In my current project, the business logic is implemented in stored procedures (a 1000+ of them) and now they want to scale it up as the business is growing. Architects have decided to move the business logic to application layer (.net) to boost performance and scalability. But they are not redesigning/rewriting anything. In short the same SQL queries which are fired from an SP will be fired from a .net function using ADO.Net. How can this yield any performance?

To the best of my understanding, we need to move business logic to application layer when we need DB independence or there is some business logic that can be better implemented in a OOP language than an RDBMS engine (like traversing a hierarchy or some image processing, etc..). In rest of the cases, if there is no complicated business logic to implement, I believe that it is better to keep the business logic in DB itself, at least the network delays between application layer and DB can be avoided this way.

Please let me know your views. I am a developer looking at some architecture decisions with a little hesitation, pardon my ignorance in the subject.

#0

Architectural arguments such as these often need to consider many trades-off, considering performance in isolation, or ideed considering only one aspect of performance such as response time tends to miss the larger picture.

There clearly some trade off between executing logic in the database layer and shipping the data back to the applciation layer and processing it there. Data-ship costs versus processing costs. As you indicate the cost and complexity of the business logic will be a significant factor, the size of the data to be shipped would be another.

It is conceivable, if the DB layer is getting busy, that offloading processing to another layer may allow greater overall throughput even if the individual responses time are increased. We could then scale the App tier in order to deal with some extra load. Would you now say that performance has been improved (greater overall throughput) or worsened (soem increase in response time).

Now consider whether the app tier might implement interesting caching strategies. Perhaps we get a very large performance win - no load on the DB at all for some requests!

#1

If your business logic is still in SQL statements, the database will be doing as much work as before, and you will not get better performance. (may be more work if it is not able to cache query plans as effectivily as when stored procedures were used)

To get better performance you need to move some work to the application layer, can you for example cache data on the application server, and do a lookup or a validation check without hitting the database?

#2

I think those decisions should not be justified using architectural dogma. Data would make a great deal more sense.

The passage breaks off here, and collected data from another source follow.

//! Depth-first Hamiltonian-path search over a board.

use std::fmt::{self, Display};

use gridpath_core::{Board, Cell, Direction, Geometry};

use crate::{Path, feasibility};

/// Counters collected during a search.
///
/// # Examples
///
/// ```
/// use gridpath_core::Geometry;
/// use gridpath_solver::{BacktrackSolver, SolverStats};
///
/// let geometry = Geometry::new(3, 3)?;
/// let solver = BacktrackSolver::new(&geometry);
/// let mut stats = SolverStats::default();
///
/// let start = geometry.encode(1, 1)?;
/// let outcome = solver.solve_with_stats(geometry.full_board(), start, &mut stats);
/// assert!(outcome.is_solved());
/// assert!(stats.nodes() >= 9);
/// # Ok::<(), gridpath_core::GridError>(())
/// ```
#[derive(Debug, Default, Clone, Copy, PartialEq, Eq)]
pub struct SolverStats {
    nodes: u64,
    pruned: u64,
    backtracks: u64,
}

impl SolverStats {
    /// Returns the number of search states entered.
    ///
    /// Every state entered runs the feasibility checks once; this is the
    /// quantity limited by a node budget.
    #[must_use]
    pub fn nodes(&self) -> u64 {
        self.nodes
    }

    /// Returns the number of states abandoned by the feasibility checks.
    #[must_use]
    pub fn pruned(&self) -> u64 {
        self.pruned
    }

    /// Returns the number of states abandoned after trying every direction.
    #[must_use]
    pub fn backtracks(&self) -> u64 {
        self.backtracks
    }

    /// Adds the counters of `other` to `self`.
    pub fn merge(&mut self, other: &Self) {
        self.nodes += other.nodes;
        self.pruned += other.pruned;
        self.backtracks += other.backtracks;
    }
}

/// The result of a search.
#[derive(Debug, Clone, PartialEq, Eq, derive_more::IsVariant)]
pub enum SolveOutcome {
    /// A Hamiltonian path was found.
    Solved(Path),
    /// The search space was exhausted without finding a path.
    NoSolution,
    /// The node budget ran out before the search finished.
    ///
    /// Nothing is known about the board in this case.
    BudgetExhausted,
}

impl SolveOutcome {
    /// Returns the path, or an empty path for any other outcome.
    #[must_use]
    pub fn into_path(self) -> Path {
        match self {
            Self::Solved(path) => path,
            Self::NoSolution | Self::BudgetExhausted => Path::new(),
        }
    }

    /// Returns the path if one was found.
    #[must_use]
    pub fn path(&self) -> Option<&Path> {
        match self {
            Self::Solved(path) => Some(path),
            Self::NoSolution | Self::BudgetExhausted => None,
        }
    }
}

impl Display for SolveOutcome {
    fn fmt(&self, f: &mut fmt::Formatter<'_>) -> fmt::Result {
        match self {
            Self::Solved(path) => write!(f, "solved ({} cells)", path.len()),
            Self::NoSolution => f.write_str("no solution"),
            Self::BudgetExhausted => f.write_str("node budget exhausted"),
        }
    }
}

/// Marker for a search cut short by the node budget.
#[derive(Debug)]
struct BudgetExhausted;

/// Depth-first Hamiltonian-path search with feasibility pruning.
///
/// From the current cell, the solver marks the cell visited and tries to move
/// [`Direction::Up`], [`Direction::Down`], [`Direction::Left`], then
/// [`Direction::Right`], recursing into each neighbor that is still present.
/// Before extending the path, every state is checked with
/// [`feasibility::is_board_possible`]; a remainder that is empty,
/// parity-imbalanced, or disconnected is abandoned immediately.
///
/// The exploration order is fixed, so the first solution found for a given
/// board and start cell is always the same.
///
/// Sub-boards reached along different partial paths are explored again; there
/// is no memoization.
///
/// # Examples
///
/// ```
/// use gridpath_core::Geometry;
/// use gridpath_solver::BacktrackSolver;
///
/// let geometry = Geometry::new(1, 3)?;
/// let solver = BacktrackSolver::new(&geometry);
///
/// let path = solver.solve(geometry.full_board(), geometry.encode(0, 0)?);
/// let coords: Vec<_> = path.iter().map(|&cell| geometry.decode(cell)).collect();
/// assert_eq!(coords, vec![(0, 0), (0, 1), (0, 2)]);
///
/// // Starting in the middle of a row leaves one end unreachable.
/// let path = solver.solve(geometry.full_board(), geometry.encode(0, 1)?);
/// assert!(path.is_empty());
/// # Ok::<(), gridpath_core::GridError>(())
/// ```
#[derive(Debug, Clone, Copy)]
pub struct BacktrackSolver<'a> {
    geometry: &'a Geometry,
    node_budget: Option<u64>,
}

impl<'a> BacktrackSolver<'a> {
    /// Creates an unbounded solver for boards of `geometry`.
    #[must_use]
    pub fn new(geometry: &'a Geometry) -> Self {
        Self {
            geometry,
            node_budget: None,
        }
    }

    /// Limits each search to `budget` nodes.
    ///
    /// A search that would enter more states ends with
    /// [`SolveOutcome::BudgetExhausted`].
    #[must_use]
    pub fn with_node_budget(mut self, budget: u64) -> Self {
        self.node_budget = Some(budget);
        self
    }

    /// Returns the geometry this solver works on.
    #[must_use]
    pub fn geometry(&self) -> &'a Geometry {
        self.geometry
    }

    /// Returns the node budget, if any.
    #[must_use]
    pub fn node_budget(&self) -> Option<u64> {
        self.node_budget
    }

    /// Searches for a Hamiltonian path of `board` starting at `start`.
    ///
    /// Returns an empty path if there is no solution, if `start` is not on the
    /// board, or if the node budget ran out. Use
    /// [`solve_with_stats`](Self::solve_with_stats) to tell these apart.
    #[must_use]
    pub fn solve(&self, board: Board, start: Cell) -> Path {
        let mut stats = SolverStats::default();
        self.solve_with_stats(board, start, &mut stats).into_path()
    }

    /// Searches for a Hamiltonian path, accumulating counters into `stats`.
    ///
    /// The budget applies to the nodes entered by this call, independent of
    /// what `stats` already holds.
    pub fn solve_with_stats(
        &self,
        board: Board,
        start: Cell,
        stats: &mut SolverStats,
    ) -> SolveOutcome {
        let mut search = SolverStats::default();
        let mut path = Path::with_capacity(board.len());
        let outcome = match self.try_extend(board, Some(start), &mut path, &mut search) {
            Ok(true) => SolveOutcome::Solved(path),
            Ok(false) => SolveOutcome::NoSolution,
            Err(BudgetExhausted) => {
                path.clear();
                SolveOutcome::BudgetExhausted
            }
        };
        log::debug!(
            "solve {board:?} from {:?}: {outcome} after {} nodes ({} pruned, {} backtracks)",
            self.geometry.decode(start),
            search.nodes,
            search.pruned,
            search.backtracks,
        );
        stats.merge(&search);
        outcome
    }

    fn try_extend(
        &self,
        board: Board,
        cell: Option<Cell>,
        path: &mut Path,
        stats: &mut SolverStats,
    ) -> Result<bool, BudgetExhausted> {
        let Some(cell) = cell else {
            return Ok(false);
        };
        if !board.contains(cell) {
            return Ok(false);
        }
        if self.node_budget.is_some_and(|budget| stats.nodes >= budget) {
            return Err(BudgetExhausted);
        }
        stats.nodes += 1;

        // Removing a cell can disconnect or unbalance the remainder, so the
        // checks run at every depth.
        if !feasibility::is_board_possible(self.geometry, board) {
            stats.pruned += 1;
            return Ok(false);
        }

        path.push(cell);
        if board.len() == 1 {
            return Ok(true);
        }

        let rest = board.without(cell);
        for direction in Direction::ALL {
            let next = self.geometry.step(rest, cell, direction);
            if self.try_extend(rest, next, path, stats)? {
                return Ok(true);
            }
        }

        path.pop();
        stats.backtracks += 1;
        Ok(false)
    }
}

#[cfg(test)]
mod tests {
    use proptest::prelude::*;

    use super::*;

    fn coords(geometry: &Geometry, path: &Path) -> Vec<(usize, usize)> {
        path.iter().map(|&cell| geometry.decode(cell)).collect()
    }

    #[test]
    fn test_full_2x2_from_corner() {
        let geometry = Geometry::new(2, 2).unwrap();
        let solver = BacktrackSolver::new(&geometry);
        let start = geometry.parse_cell("1:1").unwrap();
        let path = solver.solve(geometry.full_board(), start);

        assert_eq!(path.validate(&geometry, geometry.full_board()), Ok(()));
        // Down is tried before Right.
        assert_eq!(
            coords(&geometry, &path),
            vec![(0, 0), (1, 0), (1, 1), (0, 1)]
        );
    }

    #[test]
    fn test_single_row_has_unique_solution() {
        let geometry = Geometry::new(1, 3).unwrap();
        let solver = BacktrackSolver::new(&geometry);
        let path = solver.solve(geometry.full_board(), geometry.encode(0, 0).unwrap());
        assert_eq!(coords(&geometry, &path), vec![(0, 0), (0, 1), (0, 2)]);
    }

    #[test]
    fn test_diagonal_pair_has_no_solution() {
        let geometry = Geometry::new(2, 2).unwrap();
        let solver = BacktrackSolver::new(&geometry);
        let board = geometry.parse_board("1:1,2:2").unwrap();
        assert!(!feasibility::is_board_possible(&geometry, board));

        for start in board {
            let mut stats = SolverStats::default();
            let outcome = solver.solve_with_stats(board, start, &mut stats);
            assert_eq!(outcome, SolveOutcome::NoSolution);
            assert_eq!(stats.pruned(), 1);
            assert!(solver.solve(board, start).is_empty());
        }
    }

    #[test]
    fn test_3x3_from_center() {
        let geometry = Geometry::new(3, 3).unwrap();
        let solver = BacktrackSolver::new(&geometry);
        let start = geometry.encode(1, 1).unwrap();
        let path = solver.solve(geometry.full_board(), start);

        assert_eq!(path.len(), 9);
        assert_eq!(path.start(), Some(start));
        assert_eq!(path.validate(&geometry, geometry.full_board()), Ok(()));
    }

    #[test]
    fn test_3x3_from_edge_has_no_solution() {
        // Edge cells are in the smaller parity class, so a 9-cell path cannot
        // start there.
        let geometry = Geometry::new(3, 3).unwrap();
        let solver = BacktrackSolver::new(&geometry);
        let start = geometry.encode(0, 1).unwrap();
        assert!(solver.solve(geometry.full_board(), start).is_empty());
    }

    #[test]
    fn test_single_cell_board() {
        let geometry = Geometry::new(2, 2).unwrap();
        let solver = BacktrackSolver::new(&geometry);
        let cell = geometry.encode(1, 1).unwrap();
        let path = solver.solve(Board::from(cell), cell);
        assert_eq!(path.cells(), &[cell]);
    }

    #[test]
    fn test_start_not_on_board() {
        let geometry = Geometry::new(2, 2).unwrap();
        let solver = BacktrackSolver::new(&geometry);
        let removed = geometry.encode(0, 0).unwrap();
        let board = geometry.full_board().without(removed);
        let mut stats = SolverStats::default();
        assert_eq!(
            solver.solve_with_stats(board, removed, &mut stats),
            SolveOutcome::NoSolution
        );
        assert_eq!(stats.nodes(), 0);
    }

    #[test]
    fn test_budget_exhaustion_is_not_no_solution() {
        let geometry = Geometry::new(3, 3).unwrap();
        let start = geometry.encode(1, 1).unwrap();

        let tight = BacktrackSolver::new(&geometry).with_node_budget(3);
        let mut stats = SolverStats::default();
        let outcome = tight.solve_with_stats(geometry.full_board(), start, &mut stats);
        assert!(outcome.is_budget_exhausted());
        assert_eq!(stats.nodes(), 3);
        assert!(outcome.into_path().is_empty());

        let loose = BacktrackSolver::new(&geometry).with_node_budget(10_000);
        assert!(
            loose
                .solve_with_stats(geometry.full_board(), start, &mut SolverStats::default())
                .is_solved()
        );
    }

    #[test]
    fn test_stats_accumulate() {
        let geometry = Geometry::new(2, 2).unwrap();
        let solver = BacktrackSolver::new(&geometry);
        let start = geometry.encode(0, 0).unwrap();
        let mut stats = SolverStats::default();
        let _ = solver.solve_with_stats(geometry.full_board(), start, &mut stats);
        let first = stats.nodes();
        let _ = solver.solve_with_stats(geometry.full_board(), start, &mut stats);
        assert_eq!(stats.nodes(), first * 2);
    }

    proptest! {
        #![proptest_config(ProptestConfig::with_cases(64))]

        #[test]
        fn prop_solutions_are_hamiltonian(bits in any::<u16>(), start_index in 0..16usize) {
            let geometry = Geometry::new(4, 4).unwrap();
            let board = Board::from_bits(u128::from(bits));
            let start = gridpath_core::Cell::from_index(start_index);
            prop_assume!(board.contains(start));

            let path = BacktrackSolver::new(&geometry).solve(board, start);
            if !path.is_empty() {
                prop_assert_eq!(path.len(), board.len());
                prop_assert_eq!(path.start(), Some(start));
                prop_assert_eq!(path.visited(), board);
                prop_assert_eq!(path.validate(&geometry, board), Ok(()));
            }
        }
    }
}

Statements like "All business logic belongs in stored procedures" or "Everything should be on the middle tier" tend to be made by people whose knowledge is restricted to databases or objects, respectively. Better to combine both when you judge, and do it on the basis of measurements.

For example, if one of your procedures is crunching a lot of data and returning a handful of results, there's an argument that says it should remain on the database. There's little sense in bringing millions of rows into memory on the middle tier, crunching them, and then updating the database with another round trip.

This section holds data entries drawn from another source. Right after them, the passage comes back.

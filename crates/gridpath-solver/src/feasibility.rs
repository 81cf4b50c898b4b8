//! Necessary conditions for a board to admit a Hamiltonian path.
//!
//! Both checks are cheap compared to the search they prune, and neither is
//! sufficient on its own: a board that passes may still be unsolvable.
//!
//! - **Parity**: color cells by `(row + col) % 2`. Every move changes color,
//!   so a path alternates colors and the two color counts differ by at most 1.
//! - **Connectivity**: a single path can only visit cells of one connected
//!   component.
//!
//! # Examples
//!
//! ```
//! use gridpath_core::Geometry;
//! use gridpath_solver::feasibility::{Infeasibility, check_board, is_board_possible};
//!
//! let geometry = Geometry::new(2, 2)?;
//!
//! // Removing both cells of one diagonal leaves two cells of the same color.
//! let board = geometry.parse_board("1:1,2:2")?;
//! assert!(!is_board_possible(&geometry, board));
//! assert_eq!(
//!     check_board(&geometry, board),
//!     Err(Infeasibility::ParityImbalance { even: 0, odd: 2 })
//! );
//! # Ok::<(), gridpath_core::GridError>(())
//! ```

use std::collections::VecDeque;

use gridpath_core::{Board, Direction, Geometry};

/// The reason a board cannot admit a Hamiltonian path.
///
/// This is a diagnostic value, not an error: an infeasible board is a normal
/// outcome that callers branch on.
#[derive(Debug, Clone, Copy, PartialEq, Eq, derive_more::Display, derive_more::IsVariant)]
pub enum Infeasibility {
    /// The board has no cells.
    #[display("the board is empty")]
    Empty,
    /// The two parity classes differ in size by more than one.
    #[display("parity imbalance: {even} even cells vs {odd} odd cells")]
    ParityImbalance {
        /// Number of cells with even `row + col`.
        even: usize,
        /// Number of cells with odd `row + col`.
        odd: usize,
    },
    /// Not every cell is reachable from the others.
    #[display("the board is disconnected: {reached} of {total} cells reachable")]
    Disconnected {
        /// Size of the component containing the lowest-index cell.
        reached: usize,
        /// Number of cells on the board.
        total: usize,
    },
}

/// Counts the board's cells by parity class, returning `(even, odd)`.
#[must_use]
pub fn parity_counts(geometry: &Geometry, board: Board) -> (usize, usize) {
    board.iter().fold((0, 0), |(even, odd), cell| {
        if geometry.parity(cell) == 0 {
            (even + 1, odd)
        } else {
            (even, odd + 1)
        }
    })
}

/// Returns the component of `board` containing its lowest-index cell.
///
/// The traversal is breadth-first and only follows [`Geometry::step`] moves, so
/// it never leaves the board. An empty board yields an empty component.
#[must_use]
pub fn reachable_from_first(geometry: &Geometry, board: Board) -> Board {
    let Some(seed) = board.first() else {
        return Board::EMPTY;
    };

    let mut visited = Board::from(seed);
    let mut queue = VecDeque::from([seed]);
    while let Some(cell) = queue.pop_front() {
        for direction in Direction::ALL {
            if let Some(next) = geometry.step(board, cell, direction)
                && !visited.contains(next)
            {
                visited.insert(next);
                queue.push_back(next);
            }
        }
    }
    visited
}

/// Returns `true` if every cell of the board lies in a single component.
///
/// The empty board is considered connected; [`check_board`] rejects it
/// separately.
#[must_use]
pub fn is_connected(geometry: &Geometry, board: Board) -> bool {
    reachable_from_first(geometry, board) == board
}

/// Runs both feasibility checks and reports the first that fails.
///
/// # Errors
///
/// Returns the [`Infeasibility`] describing why no Hamiltonian path can
/// exist. Parity is checked before connectivity.
pub fn check_board(geometry: &Geometry, board: Board) -> Result<(), Infeasibility> {
    if board.is_empty() {
        return Err(Infeasibility::Empty);
    }

    let (even, odd) = parity_counts(geometry, board);
    if even.abs_diff(odd) > 1 {
        return Err(Infeasibility::ParityImbalance { even, odd });
    }

    let reached = reachable_from_first(geometry, board);
    if reached != board {
        return Err(Infeasibility::Disconnected {
            reached: reached.len(),
            total: board.len(),
        });
    }

    Ok(())
}

/// Returns `true` unless the board is empty, parity-imbalanced, or
/// disconnected.
#[must_use]
#[inline]
pub fn is_board_possible(geometry: &Geometry, board: Board) -> bool {
    check_board(geometry, board).is_ok()
}

#[cfg(test)]
mod tests {
    use proptest::prelude::*;

    use super::*;

    #[test]
    fn test_empty_board_is_impossible() {
        let geometry = Geometry::new(3, 3).unwrap();
        assert_eq!(
            check_board(&geometry, Board::EMPTY),
            Err(Infeasibility::Empty)
        );
        assert!(is_connected(&geometry, Board::EMPTY));
    }

    #[test]
    fn test_single_cell_is_possible() {
        let geometry = Geometry::new(3, 3).unwrap();
        let board = Board::from(geometry.encode(2, 1).unwrap());
        assert!(is_board_possible(&geometry, board));
    }

    #[test]
    fn test_full_boards_are_possible() {
        for (height, width) in [(1, 1), (1, 5), (2, 2), (3, 3), (4, 5), (8, 16)] {
            let geometry = Geometry::new(height, width).unwrap();
            assert!(
                is_board_possible(&geometry, geometry.full_board()),
                "{height}x{width}"
            );
        }
    }

    #[test]
    fn test_parity_counts() {
        let geometry = Geometry::new(3, 3).unwrap();
        assert_eq!(parity_counts(&geometry, geometry.full_board()), (5, 4));
        let board = geometry.parse_board("2:2").unwrap();
        assert_eq!(parity_counts(&geometry, board), (4, 4));
    }

    #[test]
    fn test_parity_imbalance() {
        let geometry = Geometry::new(3, 3).unwrap();
        // Removing two edge cells leaves 5 even cells and 2 odd cells.
        let board = geometry.parse_board("1:2,2:1").unwrap();
        assert_eq!(
            check_board(&geometry, board),
            Err(Infeasibility::ParityImbalance { even: 5, odd: 2 })
        );
    }

    #[test]
    fn test_disconnected() {
        let geometry = Geometry::new(2, 4).unwrap();
        // Removing column 2 leaves a 2x1 strip and a 2x2 block.
        let board = geometry.parse_board("1:2,2:2").unwrap();
        assert_eq!(
            check_board(&geometry, board),
            Err(Infeasibility::Disconnected {
                reached: 2,
                total: 6,
            })
        );
        assert!(!is_connected(&geometry, board));
    }

    #[test]
    fn test_reachable_does_not_wrap_rows() {
        let geometry = Geometry::new(2, 3).unwrap();
        // (0, 2) and (1, 0) are consecutive bits but not neighbors.
        let board = Board::from(geometry.encode(0, 2).unwrap())
            | Board::from(geometry.encode(1, 0).unwrap());
        assert_eq!(reachable_from_first(&geometry, board).len(), 1);
    }

    proptest! {
        #[test]
        fn prop_parity_imbalance_is_impossible(bits in any::<u16>()) {
            let geometry = Geometry::new(4, 4).unwrap();
            let board = Board::from_bits(u128::from(bits));
            let (even, odd) = parity_counts(&geometry, board);
            if board.is_empty() || even.abs_diff(odd) > 1 {
                prop_assert!(!is_board_possible(&geometry, board));
            }
        }

        #[test]
        fn prop_reachable_is_subset(bits in any::<u16>()) {
            let geometry = Geometry::new(4, 4).unwrap();
            let board = Board::from_bits(u128::from(bits));
            let reached = reachable_from_first(&geometry, board);
            prop_assert_eq!(reached & board, reached);
            prop_assert_eq!(reached.is_empty(), board.is_empty());
        }
    }
}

Another consideration is whether or not the database is shared between apps. If so, the logic should stay in the database so all can use it.

Middle tiers tend to come and go, but data remains forever.

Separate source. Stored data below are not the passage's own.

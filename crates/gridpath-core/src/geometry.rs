//! Grid dimensions, coordinate encoding, and adjacency.
//!
//! A [`Geometry`] fixes the height and width of a grid for a run. It converts
//! between zero-based `(row, col)` coordinates and one-hot [`Cell`]s, computes
//! neighbors, and holds the row and column masks used to normalize shapes.
//!
//! # Examples
//!
//! ```
//! use gridpath_core::{Direction, Geometry};
//!
//! let geometry = Geometry::new(3, 4)?;
//! let cell = geometry.encode(1, 2)?;
//! assert_eq!(geometry.decode(cell), (1, 2));
//!
//! // Moving off the grid yields nothing.
//! let corner = geometry.encode(0, 0)?;
//! assert_eq!(geometry.neighbor(corner, Direction::Up), None);
//! assert_eq!(
//!     geometry.neighbor(corner, Direction::Right),
//!     Some(geometry.encode(0, 1)?)
//! );
//! # Ok::<(), gridpath_core::GridError>(())
//! ```

use crate::{Board, Cell, Direction, GridError, MAX_CELLS};

/// Dimensions of a rectangular grid together with its precomputed masks.
#[derive(Debug, Clone, PartialEq, Eq)]
pub struct Geometry {
    height: u8,
    width: u8,
    full: Board,
    rows: Box<[Board]>,
    cols: Box<[Board]>,
}

impl Geometry {
    /// Creates the geometry of a `height` x `width` grid.
    ///
    /// # Errors
    ///
    /// Returns [`GridError::InvalidDimensions`] if either dimension is zero or
    /// the grid has more than [`MAX_CELLS`] cells.
    pub fn new(height: usize, width: usize) -> Result<Self, GridError> {
        if height == 0 || width == 0 || height.saturating_mul(width) > MAX_CELLS {
            return Err(GridError::InvalidDimensions { height, width });
        }
        let (Ok(height_u8), Ok(width_u8)) = (u8::try_from(height), u8::try_from(width)) else {
            return Err(GridError::InvalidDimensions { height, width });
        };

        let one_row = Board::from_bits(u128::MAX >> (MAX_CELLS - width));
        let rows = (0..height)
            .map(|row| one_row.shift_up(row * width))
            .collect::<Box<[_]>>();

        let one_col = (0..height)
            .map(|row| Cell::from_index(row * width))
            .collect::<Board>();
        let cols = (0..width)
            .map(|col| one_col.shift_up(col))
            .collect::<Box<[_]>>();

        let full = rows.iter().fold(Board::EMPTY, |acc, &row| acc | row);

        Ok(Self {
            height: height_u8,
            width: width_u8,
            full,
            rows,
            cols,
        })
    }

    /// Returns the number of rows.
    #[must_use]
    #[inline]
    pub fn height(&self) -> usize {
        usize::from(self.height)
    }

    /// Returns the number of columns.
    #[must_use]
    #[inline]
    pub fn width(&self) -> usize {
        usize::from(self.width)
    }

    /// Returns the number of cells, `height * width`.
    #[must_use]
    #[inline]
    pub fn area(&self) -> usize {
        self.height() * self.width()
    }

    /// Returns the board with every cell present.
    #[must_use]
    #[inline]
    pub fn full_board(&self) -> Board {
        self.full
    }

    /// Returns the mask of row `row`.
    ///
    /// # Panics
    ///
    /// Panics if `row` is not below the height.
    #[must_use]
    #[inline]
    pub fn row_mask(&self, row: usize) -> Board {
        self.rows[row]
    }

    /// Returns the mask of column `col`.
    ///
    /// # Panics
    ///
    /// Panics if `col` is not below the width.
    #[must_use]
    #[inline]
    pub fn col_mask(&self, col: usize) -> Board {
        self.cols[col]
    }

    /// Returns all row masks, top to bottom.
    #[must_use]
    pub fn row_masks(&self) -> &[Board] {
        &self.rows
    }

    /// Returns all column masks, left to right.
    #[must_use]
    pub fn col_masks(&self) -> &[Board] {
        &self.cols
    }

    /// Encodes a zero-based coordinate as a cell.
    ///
    /// # Errors
    ///
    /// Returns [`GridError::InvalidCoordinate`] if the coordinate lies outside
    /// the grid.
    pub fn encode(&self, row: usize, col: usize) -> Result<Cell, GridError> {
        if row >= self.height() || col >= self.width() {
            return Err(GridError::InvalidCoordinate {
                row,
                col,
                height: self.height,
                width: self.width,
            });
        }
        Ok(Cell::from_index(row * self.width() + col))
    }

    /// Decodes a cell into its zero-based `(row, col)` coordinate.
    ///
    /// The cell must belong to this geometry; decoding a cell from a larger
    /// grid yields a row past the last one.
    #[must_use]
    #[inline]
    pub fn decode(&self, cell: Cell) -> (usize, usize) {
        let index = cell.index();
        (index / self.width(), index % self.width())
    }

    /// Returns the parity class of a cell, `(row + col) % 2`.
    #[must_use]
    #[inline]
    pub fn parity(&self, cell: Cell) -> usize {
        let (row, col) = self.decode(cell);
        (row + col) % 2
    }

    /// Iterates over every cell of the grid in row-major order.
    pub fn cells(&self) -> impl Iterator<Item = Cell> + use<> {
        (0..self.area()).map(Cell::from_index)
    }

    /// Returns the cell adjacent to `cell` in `direction`, ignoring occupancy.
    ///
    /// Returns `None` when the move would leave the grid.
    #[must_use]
    #[inline]
    pub fn neighbor(&self, cell: Cell, direction: Direction) -> Option<Cell> {
        let index = cell.index();
        let width = self.width();
        let bits = cell.bits();
        let moved = match direction {
            Direction::Up => (index >= width).then(|| bits >> width),
            Direction::Down => (index < width * (self.height() - 1)).then(|| bits << width),
            Direction::Left => (index % width > 0).then(|| bits >> 1),
            Direction::Right => (index % width < width - 1).then(|| bits << 1),
        };
        moved.map(Cell::from_bits_unchecked)
    }

    /// Moves from `cell` in `direction`, succeeding only if the target cell is
    /// present in `board`.
    ///
    /// This is the single traversal primitive shared by the solver and the
    /// connectivity check.
    #[must_use]
    #[inline]
    pub fn step(&self, board: Board, cell: Cell, direction: Direction) -> Option<Cell> {
        self.neighbor(cell, direction)
            .filter(|&next| board.contains(next))
    }

    /// Returns the direction leading from `from` to the adjacent cell `to`.
    ///
    /// Returns `None` if the cells are not orthogonal neighbors.
    #[must_use]
    pub fn direction_between(&self, from: Cell, to: Cell) -> Option<Direction> {
        Direction::ALL
            .into_iter()
            .find(|&direction| self.neighbor(from, direction) == Some(to))
    }
}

I'm an object guy myself, but I would tread lightly.

It's a complicated problem. I don't think that black and white statements will work in every case.

#3

Well as others have already said, it depends on many factors. But from you question it seems the architects are proposing moving the stored procedures from inside DB to dynamic SQL inside the application. That sounds very dubious to me. SQL is a set oriented language and business logic that requires massaging of large amount of data records would be better in SQL. Think complicated search and reporting type function. On the other hand line item edits with corresponding business rule validation is much better being done in a programming language. Caching of slow changing data in app tier is another advantage. This is even better if you have dedicated middle tier service that acts as a gateway to all the data. If data is shared directly among disparate applications then stored proc may be a good idea. You also have to factor the availability/experience of SQL talent vs programming talent in the organisation. There is realy no general answer to this question.